- **Task details**: Make an exact copy of the listing below.

- **Extracted entries**:

//! In-process tile server used by unit tests.

use std::io::Cursor;
use std::sync::Mutex;
use std::sync::atomic::{AtomicUsize, Ordering};
use std::time::Duration;

use async_trait::async_trait;
use image::{ImageFormat, Rgba, RgbaImage};

use crate::error::FetchError;
use crate::fetch::TileSource;

pub(crate) fn sample_png() -> Vec<u8> {
    let img = RgbaImage::from_fn(16, 16, |x, y| {
        Rgba([(x * 16) as u8, (y * 16) as u8, 128, 255])
    });
    let mut buf = Vec::new();
    img.write_to(&mut Cursor::new(&mut buf), ImageFormat::Png)
        .expect("encode sample tile");
    buf
}

/// Serves a fixed body after failing the first `fail_first` requests.
pub(crate) struct FakeSource {
    body: Vec<u8>,
    fail_first: usize,
    status: u16,
    hang: bool,
    calls: AtomicUsize,
    urls: Mutex<Vec<String>>,
}

impl FakeSource {
    fn new(body: Vec<u8>, fail_first: usize, status: u16, hang: bool) -> Self {
        Self {
            body,
            fail_first,
            status,
            hang,
            calls: AtomicUsize::new(0),
            urls: Mutex::new(Vec::new()),
        }
    }

    pub(crate) fn serving(body: Vec<u8>) -> Self {
        Self::new(body, 0, 200, false)
    }

    pub(crate) fn failing(status: u16) -> Self {
        Self::new(Vec::new(), usize::MAX, status, false)
    }

    pub(crate) fn flaky(fail_first: usize, body: Vec<u8>) -> Self {
        Self::new(body, fail_first, 503, false)
    }

    pub(crate) fn hanging() -> Self {
        Self::new(Vec::new(), 0, 200, true)
    }

    pub(crate) fn calls(&self) -> usize {
        self.calls.load(Ordering::SeqCst)
    }

    pub(crate) fn urls(&self) -> Vec<String> {
        self.urls.lock().expect("urls lock").clone()
    }
}

#[async_trait]
impl TileSource for FakeSource {
    async fn get(&self, url: &str) -> Result<Vec<u8>, FetchError> {
        let n = self.calls.fetch_add(1, Ordering::SeqCst);
        self.urls.lock().expect("urls lock").push(url.to_string());

        if self.hang {
            tokio::time::sleep(Duration::from_secs(3600)).await;
        }
        if n < self.fail_first {
            return Err(FetchError::Status(self.status));
        }
        Ok(self.body.clone())
    }
}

- **Task solution**:
//! In-process tile server used by unit tests.

use std::io::Cursor;
use std::sync::Mutex;
use std::sync::atomic::{AtomicUsize, Ordering};
use std::time::Duration;

use async_trait::async_trait;
use image::{ImageFormat, Rgba, RgbaImage};

use crate::error::FetchError;
use crate::fetch::TileSource;

pub(crate) fn sample_png() -> Vec<u8> {
    let img = RgbaImage::from_fn(16, 16, |x, y| {
        Rgba([(x * 16) as u8, (y * 16) as u8, 128, 255])
    });
    let mut buf = Vec::new();
    img.write_to(&mut Cursor::new(&mut buf), ImageFormat::Png)
        .expect("encode sample tile");
    buf
}

/// Serves a fixed body after failing the first `fail_first` requests.
pub(crate) struct FakeSource {
    body: Vec<u8>,
    fail_first: usize,
    status: u16,
    hang: bool,
    calls: AtomicUsize,
    urls: Mutex<Vec<String>>,
}

impl FakeSource {
    fn new(body: Vec<u8>, fail_first: usize, status: u16, hang: bool) -> Self {
        Self {
            body,
            fail_first,
            status,
            hang,
            calls: AtomicUsize::new(0),
            urls: Mutex::new(Vec::new()),
        }
    }

    pub(crate) fn serving(body: Vec<u8>) -> Self {
        Self::new(body, 0, 200, false)
    }

    pub(crate) fn failing(status: u16) -> Self {
        Self::new(Vec::new(), usize::MAX, status, false)
    }

    pub(crate) fn flaky(fail_first: usize, body: Vec<u8>) -> Self {
        Self::new(body, fail_first, 503, false)
    }

    pub(crate) fn hanging() -> Self {
        Self::new(Vec::new(), 0, 200, true)
    }

    pub(crate) fn calls(&self) -> usize {
        self.calls.load(Ordering::SeqCst)
    }

    pub(crate) fn urls(&self) -> Vec<String> {
        self.urls.lock().expect("urls lock").clone()
    }
}

#[async_trait]
impl TileSource for FakeSource {
    async fn get(&self, url: &str) -> Result<Vec<u8>, FetchError> {
        let n = self.calls.fetch_add(1, Ordering::SeqCst);
        self.urls.lock().expect("urls lock").push(url.to_string());

        if self.hang {
            tokio::time::sleep(Duration::from_secs(3600)).await;
        }
        if n < self.fail_first {
            return Err(FetchError::Status(self.status));
        }
        Ok(self.body.clone())
    }
}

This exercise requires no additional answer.